• ACTIVITY: For the entries below, repeat exactly each line starting with the one that contains "(spec §3.5, §5)" and going on through the one that contains "expires_at: Some(Instant::now() +", and no others.

------ INPUT

#[cfg(test)]
mod tests {
    use super::*;
    use crate::registry::Registry;

    fn eval(src: &str, payload: serde_json::Value) -> Result<Value> {
        let registry = Registry::new();
        crate::builtins::register_all(&registry).unwrap();
        let evaluator = Evaluator::new(&registry);
        let mut ctx = EvalContext::new(payload);
        let expr = crate::parser::parse(src).unwrap();
        evaluator.evaluate(&expr, &mut ctx)
    }

    #[test]
    fn jsonpath_and_logical_and_short_circuit() {
        let payload = serde_json::json!({"user": {"age": 25, "verified": true}});
        let result = eval("$.user.age >= 18 && $.user.verified == true", payload).unwrap();
        assert!(matches!(result, Value::Bool(true)));
    }

    #[test]
    fn function_call_dispatches_to_registry() {
        let result = eval("max(1, 2, 3)", serde_json::json!({})).unwrap();
        assert!(matches!(result, Value::Int(3)));
    }

    #[test]
    fn division_by_zero_is_not_folded_away() {
        let err = eval("10 / 0", serde_json::json!({})).unwrap_err();
        assert!(matches!(err.kind, ErrorKind::DivisionByZero));
    }

    #[test]
    fn large_int_addition_does_not_lose_precision_through_float() {
        let result = eval(
            "$.bigId + 1",
            serde_json::json!({"bigId": 9_007_199_254_740_993i64}),
        )
        .unwrap();
        assert!(matches!(result, Value::Int(9_007_199_254_740_994)));
    }

    #[test]
    fn lambda_outside_higher_order_context_fails() {
        let err = eval("x => x", serde_json::json!({})).unwrap_err();
        assert!(matches!(err.kind, ErrorKind::InvalidSyntax(_)));
    }

    #[test]
    fn negative_index_wraps_from_end() {
        let result = eval("[1,2,3][-1]", serde_json::json!({})).unwrap();
        assert!(matches!(result, Value::Int(3)));
    }

    #[test]
    fn negative_index_at_i64_min_is_out_of_bounds_not_a_panic() {
        use crate::ast::{Expr, ExprKind, Literal};
        use crate::token::Token;

        let container = Expr::new(
            ExprKind::List(vec![Expr::new(
                ExprKind::Literal(Literal::Int(1)),
                Token::eof(0, 0),
            )]),
            Token::eof(0, 0),
        );
        let index = Expr::new(ExprKind::Literal(Literal::Int(i64::MIN)), Token::eof(0, 0));
        let expr = Expr::new(
            ExprKind::Index {
                container: Box::new(container),
                index: Box::new(index),
            },
            Token::eof(0, 0),
        );

        let registry = Registry::new();
        crate::builtins::register_all(&registry).unwrap();
        let evaluator = Evaluator::new(&registry);
        let mut ctx = EvalContext::new(serde_json::json!({}));
        let err = evaluator.evaluate(&expr, &mut ctx).unwrap_err();
        assert!(matches!(err.kind, ErrorKind::IndexOutOfBounds { .. }));
    }

    #[test]
    fn regex_on_null_left_returns_negated_flag() {
        let result = eval("$.missing =~ \"x\"", serde_json::json!({})).unwrap();
        assert!(matches!(result, Value::Bool(false)));
        let result = eval("$.missing !~ \"x\"", serde_json::json!({})).unwrap();
        assert!(matches!(result, Value::Bool(true)));
    }

    #[test]
    fn explanation_tree_omits_short_circuited_branch() {
        let registry = Registry::new();
        crate::builtins::register_all(&registry).unwrap();
        let evaluator = Evaluator::new(&registry);
        let mut ctx = EvalContext::new(serde_json::json!({}));
        let expr = crate::parser::parse("false && (1 / 0 > 0)").unwrap();
        let (result, explanation) = evaluator.evaluate_with_explanation(&expr, &mut ctx);
        assert!(matches!(result, Ok(Value::Bool(false))));
        assert_eq!(explanation.children.len(), 1);
    }
}
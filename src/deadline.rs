// ABOUTME: Deadline — the cancellation/deadline handle threaded through
// ABOUTME: EvalContext and the Sandbox contract (spec §3.5, §5)

use std::sync::atomic::{AtomicBool, Ordering};
use std::sync::Arc;
use std::time::{Duration, Instant};

/// A deadline/cancellation handle. Cheap to clone; a clone observes the
/// same cancellation flag and expiry instant as its source.
#[derive(Debug, Clone)]
pub struct Deadline {
    expires_at: Option<Instant>,
    cancelled: Arc<AtomicBool>,
}

impl Deadline {
    /// No deadline, never expires unless explicitly cancelled.
    pub fn none() -> Self {
        Self {
            expires_at: None,
            cancelled: Arc::new(AtomicBool::new(false)),
        }
    }

    pub fn after(duration: Duration) -> Self {
        Self {
            expires_at: Some(Instant::now() + duration),
            cancelled: Arc::new(AtomicBool::new(false)),
        }
    }

    /// A handle that, when signaled via `cancel()`, marks this deadline
    /// (and every clone of it) expired immediately.
    pub fn cancel_handle(&self) -> Arc<AtomicBool> {
        self.cancelled.clone()
    }

    pub fn cancel(&self) {
        self.cancelled.store(true, Ordering::Relaxed);
    }

    pub fn is_expired(&self) -> bool {
        if self.cancelled.load(Ordering::Relaxed) {
            return true;
        }
        matches!(self.expires_at, Some(at) if Instant::now() >= at)
    }
}

impl Default for Deadline {
    fn default() -> Self {
        Self::none()
    }
}

#[cfg(test)]
mod tests {
    use super::*;

    #[test]
    fn unbounded_deadline_never_expires() {
        assert!(!Deadline::none().is_expired());
    }

    #[test]
    fn zero_duration_deadline_expires_immediately() {
        let d = Deadline::after(Duration::from_secs(0));
        std::thread::sleep(Duration::from_millis(1));
        assert!(d.is_expired());
    }

    #[test]
    fn cancel_handle_expires_all_clones() {
        let d = Deadline::after(Duration::from_secs(60));
        let handle = d.cancel_handle();
        assert!(!d.is_expired());
        handle.store(true, Ordering::Relaxed);
        assert!(d.is_expired());
    }
}
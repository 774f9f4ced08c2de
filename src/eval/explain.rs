//! Explanation tree (spec §3.6): one node per evaluated subexpression,
//! built in the same recursive pass as evaluation (not a separate re-walk)
//! so it only reflects subexpressions actually executed.

use crate::error::Error;
use crate::value::Value;

#[derive(Debug, Clone)]
pub struct Explanation {
    pub source: String,
    pub value: Option<Value>,
    pub error: Option<String>,
    pub reason: Option<String>,
    pub children: Vec<Explanation>,
}

impl Explanation {
    pub fn leaf(source: impl Into<String>, result: &Result<Value, Error>) -> Self {
        Self::with_children(source, result, vec![])
    }

    pub fn with_children(
        source: impl Into<String>,
        result: &Result<Value, Error>,
        children: Vec<Explanation>,
    ) -> Self {
        let (value, error) = match result {
            Ok(v) => (Some(v.clone()), None),
            Err(e) => (None, Some(e.to_string())),
        };
        Self {
            source: source.into(),
            value,
            error,
            reason: None,
            children,
        }
    }

    pub fn with_reason(mut self, reason: impl Into<String>) -> Self {
        self.reason = Some(reason.into());
        self
    }
}
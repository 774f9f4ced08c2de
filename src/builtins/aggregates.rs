//! Aggregate functions over a List argument: count, sum, avg, min, max.
//!
//! `sum`/`avg`/`min`/`max` preserve Int when every element is Int, and
//! promote to Float the moment one element isn't (spec §3.2's promotion
//! rule applied across a whole list rather than a pair).

use super::support::{arity_exact, as_list};
use crate::error::{Error, ErrorKind, Result};
use crate::registry::{FunctionDescriptor, Registry, Signature};
use crate::value::{Ty, Value};
use std::cmp::Ordering;
use std::sync::Arc;

fn builtin_count(args: &[Value]) -> Result<Value> {
    arity_exact("count", args, 1)?;
    let list = as_list("count", args, 0)?;
    Ok(count_over(list))
}

fn builtin_count_variadic(args: &[Value]) -> Result<Value> {
    Ok(count_over(args))
}

fn count_over(list: &[Value]) -> Value {
    Value::Int(list.len() as i64)
}

fn builtin_sum(args: &[Value]) -> Result<Value> {
    arity_exact("sum", args, 1)?;
    let list = as_list("sum", args, 0)?;
    sum_over("sum", list)
}

fn builtin_sum_variadic(args: &[Value]) -> Result<Value> {
    sum_over("sum", args)
}

fn sum_over(name: &str, list: &[Value]) -> Result<Value> {
    for (i, v) in list.iter().enumerate() {
        if !v.is_numeric() {
            return Err(Error::type_mismatch(name, "Numeric", v.type_name(), i));
        }
    }
    Ok(super::support::numeric_fold(list, 0, |a, b| a + b))
}

fn builtin_avg(args: &[Value]) -> Result<Value> {
    arity_exact("avg", args, 1)?;
    let list = as_list("avg", args, 0)?;
    avg_over("avg", list)
}

fn builtin_avg_variadic(args: &[Value]) -> Result<Value> {
    avg_over("avg", args)
}

fn avg_over(name: &str, list: &[Value]) -> Result<Value> {
    if list.is_empty() {
        return Err(Error::new(ErrorKind::DivisionByZero));
    }
    for (i, v) in list.iter().enumerate() {
        if !v.is_numeric() {
            return Err(Error::type_mismatch(name, "Numeric", v.type_name(), i));
        }
    }
    let total: f64 = list.iter().filter_map(|v| v.as_f64()).sum();
    Ok(Value::Float(total / list.len() as f64))
}

fn builtin_min(args: &[Value]) -> Result<Value> {
    arity_exact("min", args, 1)?;
    let list = as_list("min", args, 0)?;
    extremum("min", list, Ordering::Less)
}

fn builtin_min_variadic(args: &[Value]) -> Result<Value> {
    extremum("min", args, Ordering::Less)
}

fn builtin_max(args: &[Value]) -> Result<Value> {
    arity_exact("max", args, 1)?;
    let list = as_list("max", args, 0)?;
    extremum("max", list, Ordering::Greater)
}

fn builtin_max_variadic(args: &[Value]) -> Result<Value> {
    extremum("max", args, Ordering::Greater)
}

fn extremum(name: &str, list: &[Value], favor: Ordering) -> Result<Value> {
    if list.is_empty() {
        return Err(Error::argument_count(name, "a non-empty list", 0));
    }
    let mut best = &list[0];
    for (i, v) in list.iter().enumerate() {
        if !v.is_numeric() {
            return Err(Error::type_mismatch(name, "Numeric", v.type_name(), i));
        }
        if v.compare(best) == Some(favor) {
            best = v;
        }
    }
    Ok(best.clone())
}

pub fn register(registry: &Registry) -> Result<()> {
    registry.register_overload(FunctionDescriptor::native(
        "count",
        Signature::new(vec![Ty::List], Ty::Int),
        Arc::new(builtin_count),
    ))?;
    registry.register_overload(FunctionDescriptor::native(
        "count",
        Signature::new(vec![Ty::Numeric], Ty::Int).variadic(),
        Arc::new(builtin_count_variadic),
    ))?;
    registry.register_overload(FunctionDescriptor::native(
        "sum",
        Signature::new(vec![Ty::List], Ty::Numeric),
        Arc::new(builtin_sum),
    ))?;
    registry.register_overload(FunctionDescriptor::native(
        "sum",
        Signature::new(vec![Ty::Numeric], Ty::Numeric).variadic(),
        Arc::new(builtin_sum_variadic),
    ))?;
    registry.register_overload(FunctionDescriptor::native(
        "avg",
        Signature::new(vec![Ty::List], Ty::Float),
        Arc::new(builtin_avg),
    ))?;
    registry.register_overload(FunctionDescriptor::native(
        "avg",
        Signature::new(vec![Ty::Numeric], Ty::Float).variadic(),
        Arc::new(builtin_avg_variadic),
    ))?;
    registry.register_overload(FunctionDescriptor::native(
        "min",
        Signature::new(vec![Ty::List], Ty::Numeric),
        Arc::new(builtin_min),
    ))?;
    registry.register_overload(FunctionDescriptor::native(
        "min",
        Signature::new(vec![Ty::Numeric], Ty::Numeric).variadic(),
        Arc::new(builtin_min_variadic),
    ))?;
    registry.register_overload(FunctionDescriptor::native(
        "max",
        Signature::new(vec![Ty::List], Ty::Numeric),
        Arc::new(builtin_max),
    ))?;
    registry.register_overload(FunctionDescriptor::native(
        "max",
        Signature::new(vec![Ty::Numeric], Ty::Numeric).variadic(),
        Arc::new(builtin_max_variadic),
    ))?;
    Ok(())
}

#[cfg(test)]
mod tests {
    use super::*;

    #[test]
    fn sum_preserves_int_when_all_elements_are_int() {
        let result = builtin_sum(&[Value::List(vec![Value::Int(1), Value::Int(2)])]).unwrap();
        assert!(matches!(result, Value::Int(3)));
    }

    #[test]
    fn sum_promotes_to_float_when_any_element_is_float() {
        let result = builtin_sum(&[Value::List(vec![Value::Int(1), Value::Float(2.5)])]).unwrap();
        match result {
            Value::Float(n) => assert!((n - 3.5).abs() < f64::EPSILON),
            other => panic!("expected Float, got {:?}", other),
        }
    }

    #[test]
    fn avg_of_empty_list_is_division_by_zero() {
        let err = builtin_avg(&[Value::List(vec![])]).unwrap_err();
        assert!(matches!(err.kind, ErrorKind::DivisionByZero));
    }

    #[test]
    fn min_and_max_pick_correct_elements() {
        let list = Value::List(vec![Value::Int(3), Value::Int(1), Value::Int(2)]);
        assert!(matches!(builtin_min(&[list.clone()]).unwrap(), Value::Int(1)));
        assert!(matches!(builtin_max(&[list]).unwrap(), Value::Int(3)));
    }

    #[test]
    fn max_dispatches_through_the_registry_with_bare_variadic_args() {
        let registry = Registry::new();
        register(&registry).unwrap();
        let args = [Value::Int(1), Value::Int(2), Value::Int(3)];
        let result = registry
            .call("max", &args, None, &crate::deadline::Deadline::none())
            .unwrap();
        assert!(matches!(result, Value::Int(3)));
    }
}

------------

• THE ANSWER:
// ABOUTME: EvalContext and the Sandbox contract (spec §3.5, §5)

use std::sync::atomic::{AtomicBool, Ordering};
use std::sync::Arc;
use std::time::{Duration, Instant};

/// A deadline/cancellation handle. Cheap to clone; a clone observes the
/// same cancellation flag and expiry instant as its source.
#[derive(Debug, Clone)]
pub struct Deadline {
    expires_at: Option<Instant>,
    cancelled: Arc<AtomicBool>,
}

impl Deadline {
    /// No deadline, never expires unless explicitly cancelled.
    pub fn none() -> Self {
        Self {
            expires_at: None,
            cancelled: Arc::new(AtomicBool::new(false)),
        }
    }

    pub fn after(duration: Duration) -> Self {
        Self {
            expires_at: Some(Instant::now() + duration),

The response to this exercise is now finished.